| WORK TASK |
Could each entry below be printed again exactly as given?

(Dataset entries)
═══

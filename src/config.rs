//! Job configuration file.
//!
//! A JSON document describing everything about a job except its geometry.
//! Every field is optional:
//!
//! ```json
//! {
//!   "job_name": "bracket",
//!   "author": "line 3",
//!   "layer_height_mm": 0.03,
//!   "machine_type": "pbf",
//!   "marking_params_key": 1,
//!   "marking_params": { "1": { "name": "contour", "laser_power_in_w": 180.0 } },
//!   "parts": { "1": { "name": "bracket", "material": "Ti6Al4V" } },
//!   "part_key": 1,
//!   "parameters": { "shielding_gas": "argon" }
//! }
//! ```

use std::collections::BTreeMap;
use std::path::Path;

use serde::{Deserialize, Serialize};

use crate::convert::ConvertOptions;
use crate::model::{Job, JobMetaData, JobParameters, MachineType, MarkingParams, Part};
use crate::util::{Error, Result};

/// Layer height used when the configuration does not set one.
pub const DEFAULT_LAYER_HEIGHT_MM: f64 = 0.05;

/// Current job metadata version written by this crate.
pub const JOB_VERSION: i64 = 1;

#[derive(Debug, Clone, PartialEq, Serialize, Deserialize)]
#[serde(default)]
pub struct JobConfig {
    pub job_name: String,
    pub author: String,
    pub description: String,
    pub layer_height_mm: f64,
    pub machine_type: MachineType,
    pub marking_params_key: i32,
    pub marking_params: BTreeMap<i32, MarkingParams>,
    pub part_key: i32,
    pub parts: BTreeMap<i32, Part>,
    pub parameters: BTreeMap<String, String>,
}

impl Default for JobConfig {
    fn default() -> Self {
        Self {
            job_name: String::new(),
            author: String::new(),
            description: String::new(),
            layer_height_mm: DEFAULT_LAYER_HEIGHT_MM,
            machine_type: MachineType::default(),
            marking_params_key: 0,
            marking_params: BTreeMap::new(),
            part_key: 0,
            parts: BTreeMap::new(),
            parameters: BTreeMap::new(),
        }
    }
}

impl JobConfig {
    /// Read a configuration file.
    pub fn load(path: impl AsRef<Path>) -> Result<Self> {
        let path = path.as_ref();
        let text = std::fs::read_to_string(path).map_err(|e| {
            if e.kind() == std::io::ErrorKind::NotFound {
                Error::FileNotFound(path.to_path_buf())
            } else {
                Error::Io(e)
            }
        })?;
        Self::from_json(&text)
    }

    /// Parse a configuration from JSON text.
    pub fn from_json(text: &str) -> Result<Self> {
        let config: Self = serde_json::from_str(text).map_err(|e| Error::Config(e.to_string()))?;
        config.validate()?;
        Ok(config)
    }

    fn validate(&self) -> Result<()> {
        if !(self.layer_height_mm > 0.0 && self.layer_height_mm.is_finite()) {
            return Err(Error::Config(format!(
                "layer_height_mm must be positive, got {}",
                self.layer_height_mm
            )));
        }
        if !self.marking_params.is_empty()
            && !self.marking_params.contains_key(&self.marking_params_key)
        {
            return Err(Error::Config(format!(
                "marking_params_key {} is not defined in marking_params",
                self.marking_params_key
            )));
        }
        Ok(())
    }

    /// Job record (without work planes) for this configuration.
    pub fn to_job(&self, job_creation_time: u64) -> Job {
        Job {
            work_planes: Vec::new(),
            job_meta_data: Some(JobMetaData {
                job_creation_time,
                version: JOB_VERSION,
                job_name: self.job_name.clone(),
                author: self.author.clone(),
                description: self.description.clone(),
            }),
            marking_params_map: self.marking_params.clone(),
            parts_map: self.parts.clone(),
            num_work_planes: 0,
            job_parameters: (!self.parameters.is_empty()).then(|| JobParameters {
                entries: self.parameters.clone(),
            }),
        }
    }

    /// Conversion settings for this configuration.
    pub fn convert_options(&self) -> ConvertOptions {
        ConvertOptions {
            marking_params_key: self.marking_params_key,
            part_key: self.part_key,
            machine_type: self.machine_type,
            layer_thickness_in_mm: self.layer_height_mm as f32,
        }
    }
}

═══

| EXERCISE RESPONSE |
filename src/config.rs
//! Job configuration file.
//!
//! A JSON document describing everything about a job except its geometry.
//! Every field is optional:
//!
//! ```json
//! {
//!   "job_name": "bracket",
//!   "author": "line 3",
//!   "layer_height_mm": 0.03,
//!   "machine_type": "pbf",
//!   "marking_params_key": 1,
//!   "marking_params": { "1": { "name": "contour", "laser_power_in_w": 180.0 } },
//!   "parts": { "1": { "name": "bracket", "material": "Ti6Al4V" } },
//!   "part_key": 1,
//!   "parameters": { "shielding_gas": "argon" }
//! }
//! ```

use std::collections::BTreeMap;
use std::path::Path;

use serde::{Deserialize, Serialize};

use crate::convert::ConvertOptions;
use crate::model::{Job, JobMetaData, JobParameters, MachineType, MarkingParams, Part};
use crate::util::{Error, Result};

/// Layer height used when the configuration does not set one.
pub const DEFAULT_LAYER_HEIGHT_MM: f64 = 0.05;

/// Current job metadata version written by this crate.
pub const JOB_VERSION: i64 = 1;

#[derive(Debug, Clone, PartialEq, Serialize, Deserialize)]
#[serde(default)]
pub struct JobConfig {
    pub job_name: String,
    pub author: String,
    pub description: String,
    pub layer_height_mm: f64,
    pub machine_type: MachineType,
    pub marking_params_key: i32,
    pub marking_params: BTreeMap<i32, MarkingParams>,
    pub part_key: i32,
    pub parts: BTreeMap<i32, Part>,
    pub parameters: BTreeMap<String, String>,
}

impl Default for JobConfig {
    fn default() -> Self {
        Self {
            job_name: String::new(),
            author: String::new(),
            description: String::new(),
            layer_height_mm: DEFAULT_LAYER_HEIGHT_MM,
            machine_type: MachineType::default(),
            marking_params_key: 0,
            marking_params: BTreeMap::new(),
            part_key: 0,
            parts: BTreeMap::new(),
            parameters: BTreeMap::new(),
        }
    }
}

impl JobConfig {
    /// Read a configuration file.
    pub fn load(path: impl AsRef<Path>) -> Result<Self> {
        let path = path.as_ref();
        let text = std::fs::read_to_string(path).map_err(|e| {
            if e.kind() == std::io::ErrorKind::NotFound {
                Error::FileNotFound(path.to_path_buf())
            } else {
                Error::Io(e)
            }
        })?;
        Self::from_json(&text)
    }

    /// Parse a configuration from JSON text.
    pub fn from_json(text: &str) -> Result<Self> {
        let config: Self = serde_json::from_str(text).map_err(|e| Error::Config(e.to_string()))?;
        config.validate()?;
        Ok(config)
    }

    fn validate(&self) -> Result<()> {
        if !(self.layer_height_mm > 0.0 && self.layer_height_mm.is_finite()) {
            return Err(Error::Config(format!(
                "layer_height_mm must be positive, got {}",
                self.layer_height_mm
            )));
        }
        if !self.marking_params.is_empty()
            && !self.marking_params.contains_key(&self.marking_params_key)
        {
            return Err(Error::Config(format!(
                "marking_params_key {} is not defined in marking_params",
                self.marking_params_key
            )));
        }
        Ok(())
    }

    /// Job record (without work planes) for this configuration.
    pub fn to_job(&self, job_creation_time: u64) -> Job {
        Job {
            work_planes: Vec::new(),
            job_meta_data: Some(JobMetaData {
                job_creation_time,
                version: JOB_VERSION,
                job_name: self.job_name.clone(),
                author: self.author.clone(),
                description: self.description.clone(),
            }),
            marking_params_map: self.marking_params.clone(),
            parts_map: self.parts.clone(),
            num_work_planes: 0,
            job_parameters: (!self.parameters.is_empty()).then(|| JobParameters {
                entries: self.parameters.clone(),
            }),
        }
    }

    /// Conversion settings for this configuration.
    pub fn convert_options(&self) -> ConvertOptions {
        ConvertOptions {
            marking_params_key: self.marking_params_key,
            part_key: self.part_key,
            machine_type: self.machine_type,
            layer_thickness_in_mm: self.layer_height_mm as f32,
        }
    }
}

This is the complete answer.